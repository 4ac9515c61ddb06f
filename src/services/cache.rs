use redis::aio::ConnectionManager;
use serde::{Deserialize, Serialize};
use std::sync::Arc;
use std::time::Duration;
use thiserror::Error;

/// Errors that can occur with cache operations
#[derive(Debug, Error)]
pub enum CacheError {
    #[error("Redis error: {0}")]
    RedisError(#[from] redis::RedisError),

    #[error("Serialization error: {0}")]
    SerializationError(#[from] serde_json::Error),

    #[error("Cache miss: {0}")]
    CacheMiss(String),
}

/// Multi-tier cache manager
///
/// Implements L1 (in-memory) and L2 (Redis) caching. L1 is fastest but
/// limited in size, L2 is shared across instances. Without a Redis URL the
/// manager runs on L1 alone.
pub struct CacheManager {
    redis: Option<Arc<tokio::sync::Mutex<ConnectionManager>>>,
    l1_cache: moka::future::Cache<String, Vec<u8>>,
    ttl_secs: u64,
}

impl CacheManager {
    /// Create a cache manager backed by Redis
    pub async fn new(redis_url: &str, l1_size: u64, ttl_secs: u64) -> Result<Self, CacheError> {
        let client = redis::Client::open(redis_url)?;
        let redis = redis::aio::ConnectionManager::new(client).await?;

        Ok(Self {
            redis: Some(Arc::new(tokio::sync::Mutex::new(redis))),
            l1_cache: build_l1(l1_size, ttl_secs),
            ttl_secs,
        })
    }

    /// Create an in-process cache with no Redis tier
    pub fn in_memory(l1_size: u64, ttl_secs: u64) -> Self {
        Self {
            redis: None,
            l1_cache: build_l1(l1_size, ttl_secs),
            ttl_secs,
        }
    }

    /// Get a value from cache (L1 first, then L2)
    pub async fn get<T>(&self, key: &str) -> Result<T, CacheError>
    where
        T: for<'de> Deserialize<'de>,
    {
        if let Some(bytes) = self.l1_cache.get(key).await {
            tracing::trace!("L1 cache hit: {}", key);
            return Ok(serde_json::from_slice(&bytes)?);
        }

        if let Some(redis) = &self.redis {
            let mut conn = redis.lock().await;
            let value: Option<String> = redis::cmd("GET")
                .arg(key)
                .query_async(&mut *conn)
                .await?;
            drop(conn);

            if let Some(json) = value {
                tracing::trace!("L2 cache hit: {}", key);

                // Populate L1 cache
                self.l1_cache
                    .insert(key.to_string(), json.as_bytes().to_vec())
                    .await;

                return Ok(serde_json::from_str(&json)?);
            }
        }

        tracing::trace!("Cache miss: {}", key);
        Err(CacheError::CacheMiss(key.to_string()))
    }

    /// Set a value in cache (both tiers)
    pub async fn set<T>(&self, key: &str, value: &T) -> Result<(), CacheError>
    where
        T: Serialize,
    {
        let json = serde_json::to_string(value)?;

        self.l1_cache
            .insert(key.to_string(), json.as_bytes().to_vec())
            .await;

        if let Some(redis) = &self.redis {
            let mut conn = redis.lock().await;
            redis::cmd("SETEX")
                .arg(key)
                .arg(self.ttl_secs)
                .arg(json)
                .query_async::<()>(&mut *conn)
                .await?;
        }

        tracing::trace!("Cache set: {}", key);
        Ok(())
    }
}

fn build_l1(l1_size: u64, ttl_secs: u64) -> moka::future::Cache<String, Vec<u8>> {
    moka::future::CacheBuilder::new(l1_size)
        .time_to_live(Duration::from_secs(ttl_secs))
        .build()
}

/// Cache key builder
pub struct CacheKey;

impl CacheKey {
    /// Build a cache key for a geocoded hospital name
    ///
    /// Names are lowercased and whitespace-collapsed so trivial spelling
    /// differences share an entry.
    pub fn geocode(query: &str) -> String {
        let normalized = query
            .split_whitespace()
            .collect::<Vec<_>>()
            .join(" ")
            .to_lowercase();
        format!("geocode:{}", normalized)
    }
}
§ §
Action item ▸
Transcribe the opening lines of the listing exactly, please. Stop after the line that contains "#[derive(Debug, Error)]".

Answer box ▸
repository 4ac9515c61ddb06f
filename src/services/cache.rs
use redis::aio::ConnectionManager;
use serde::{Deserialize, Serialize};
use std::sync::Arc;
use std::time::Duration;
use thiserror::Error;

/// Errors that can occur with cache operations
#[derive(Debug, Error)]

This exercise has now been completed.